**Problem description:** Track down every line below that holds "SharedPoolSummary" and copy it.

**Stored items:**

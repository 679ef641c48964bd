//! A read-only overview of the shared pool for a month.

use rusqlite::Connection;
use serde::{Deserialize, Serialize};

use crate::{
    Error,
    period::Month,
    pool::get_pool_balance,
    reimbursement::{Reimbursement, get_unsettled_reimbursements},
};

/// The state of the shared pool.
///
/// `total_income` and `total_allowances` cover only `month`. The
/// reimbursement and pool spending figures cover all time.
#[derive(Debug, Clone, PartialEq, Serialize, Deserialize)]
pub struct SharedPoolSummary {
    /// The month the income and allowance totals are for.
    pub month: Month,
    /// Income allocated to `month`.
    pub total_income: f64,
    /// Personal allowances granted for `month`.
    pub total_allowances: f64,
    /// Every reimbursement the pool has not paid yet, regardless of month.
    pub unsettled_reimbursements: Vec<Reimbursement>,
    /// The sum of `unsettled_reimbursements`.
    pub total_unsettled: f64,
    /// Amounts paid from the pool for expenses plus settled reimbursements, all time.
    pub total_pool_spend: f64,
    /// The current pool balance.
    pub pool_balance: f64,
}

/// Summarize the shared pool for `month`.
///
/// This only reads from the database; it never creates the pool.
pub fn get_shared_pool_summary(
    month: Month,
    connection: &Connection,
) -> Result<SharedPoolSummary, Error> {
    let total_income: f64 = connection.query_row(
        "SELECT COALESCE(SUM(amount), 0) FROM income WHERE allocated_to_month = ?1",
        [month],
        |row| row.get(0),
    )?;

    let total_allowances: f64 = connection.query_row(
        "SELECT COALESCE(SUM(allocated), 0) FROM personal_allowance WHERE month = ?1",
        [month],
        |row| row.get(0),
    )?;

    let unsettled_reimbursements = get_unsettled_reimbursements(connection)?;
    let total_unsettled = unsettled_reimbursements
        .iter()
        .map(|reimbursement| reimbursement.amount)
        .sum();

    let total_pool_spend: f64 = connection.query_row(
        "SELECT
            (SELECT COALESCE(SUM(pool_paid_amount), 0) FROM expense WHERE paid_from_pool = 1)
            + (SELECT COALESCE(SUM(amount), 0) FROM reimbursement WHERE settled = 1)",
        [],
        |row| row.get(0),
    )?;

    Ok(SharedPoolSummary {
        month,
        total_income,
        total_allowances,
        unsettled_reimbursements,
        total_unsettled,
        total_pool_spend,
        pool_balance: get_pool_balance(connection)?,
    })
}

#[cfg(test)]
mod tests {
    use rusqlite::Connection;
    use time::macros::{date, datetime};

    use crate::{
        allowance::process_income,
        db::initialize,
        expense::{NewExpense, create_expense, deduct_from_pool},
        member::{Member, MemberName, create_member},
        period::Month,
        reimbursement::{create_reimbursement, settle_reimbursement},
    };

    use super::get_shared_pool_summary;

    fn get_test_connection_and_member() -> (Connection, Member) {
        let connection = Connection::open_in_memory().unwrap();
        initialize(&connection).unwrap();
        let member = create_member(MemberName::new_unchecked("Alice"), 1, &connection).unwrap();
        (connection, member)
    }

    fn month(s: &str) -> Month {
        s.parse().unwrap()
    }

    fn create_test_expense(member: &Member, amount: f64, connection: &Connection) -> i64 {
        create_expense(
            NewExpense {
                paid_by_id: member.id,
                amount,
                description: "Shared".to_owned(),
                date: date!(2025 - 02 - 10),
            },
            connection,
        )
        .unwrap()
        .id
    }

    #[test]
    fn empty_database_has_zero_summary() {
        let connection = Connection::open_in_memory().unwrap();
        initialize(&connection).unwrap();

        let summary = get_shared_pool_summary(month("2025-03"), &connection).unwrap();

        assert_eq!(summary.total_income, 0.0);
        assert_eq!(summary.total_allowances, 0.0);
        assert!(summary.unsettled_reimbursements.is_empty());
        assert_eq!(summary.total_unsettled, 0.0);
        assert_eq!(summary.total_pool_spend, 0.0);
        assert_eq!(summary.pool_balance, 0.0);
    }

    #[test]
    fn income_and_allowances_are_month_scoped() {
        let (connection, member) = get_test_connection_and_member();
        process_income(member.id, 1000.0, date!(2025 - 02 - 05), None, &connection).unwrap();
        process_income(member.id, 500.0, date!(2025 - 02 - 25), None, &connection).unwrap();

        let february = get_shared_pool_summary(month("2025-02"), &connection).unwrap();
        let march = get_shared_pool_summary(month("2025-03"), &connection).unwrap();

        assert_eq!(february.total_income, 1000.0);
        assert_eq!(february.total_allowances, 200.0);
        assert_eq!(march.total_income, 500.0);
        assert_eq!(march.total_allowances, 100.0);
        assert_eq!(march.pool_balance, 1200.0);
    }

    #[test]
    fn reimbursements_and_pool_spend_are_cumulative() {
        let (connection, member) = get_test_connection_and_member();
        process_income(member.id, 1000.0, date!(2025 - 01 - 05), None, &connection).unwrap();

        let pool_paid = create_test_expense(&member, 100.0, &connection);
        deduct_from_pool(pool_paid, 100.0, &connection).unwrap();

        let settled = create_test_expense(&member, 50.0, &connection);
        let settled = create_reimbursement(settled, member.id, 50.0, "", month("2025-01"), &connection)
            .unwrap();
        settle_reimbursement(settled.id, datetime!(2025-01-20 9:00 UTC), &connection).unwrap();

        let unsettled = create_test_expense(&member, 30.0, &connection);
        let unsettled =
            create_reimbursement(unsettled, member.id, 30.0, "", month("2024-11"), &connection)
                .unwrap();

        let summary = get_shared_pool_summary(month("2025-06"), &connection).unwrap();

        assert_eq!(summary.total_income, 0.0);
        assert_eq!(summary.total_allowances, 0.0);
        assert_eq!(summary.unsettled_reimbursements, vec![unsettled]);
        assert_eq!(summary.total_unsettled, 30.0);
        assert_eq!(summary.total_pool_spend, 150.0);
        assert_eq!(summary.pool_balance, 650.0);
    }

    #[test]
    fn partial_pool_payment_counts_only_the_debited_amount() {
        let (connection, member) = get_test_connection_and_member();
        process_income(member.id, 1000.0, date!(2025 - 01 - 05), None, &connection).unwrap();

        let expense = create_test_expense(&member, 100.0, &connection);
        deduct_from_pool(expense, 40.0, &connection).unwrap();

        let summary = get_shared_pool_summary(month("2025-06"), &connection).unwrap();

        assert_eq!(summary.total_pool_spend, 40.0);
        assert_eq!(summary.pool_balance, 710.0);
    }
}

**Exercise output:**
pub struct SharedPoolSummary {
) -> Result<SharedPoolSummary, Error> {
    Ok(SharedPoolSummary {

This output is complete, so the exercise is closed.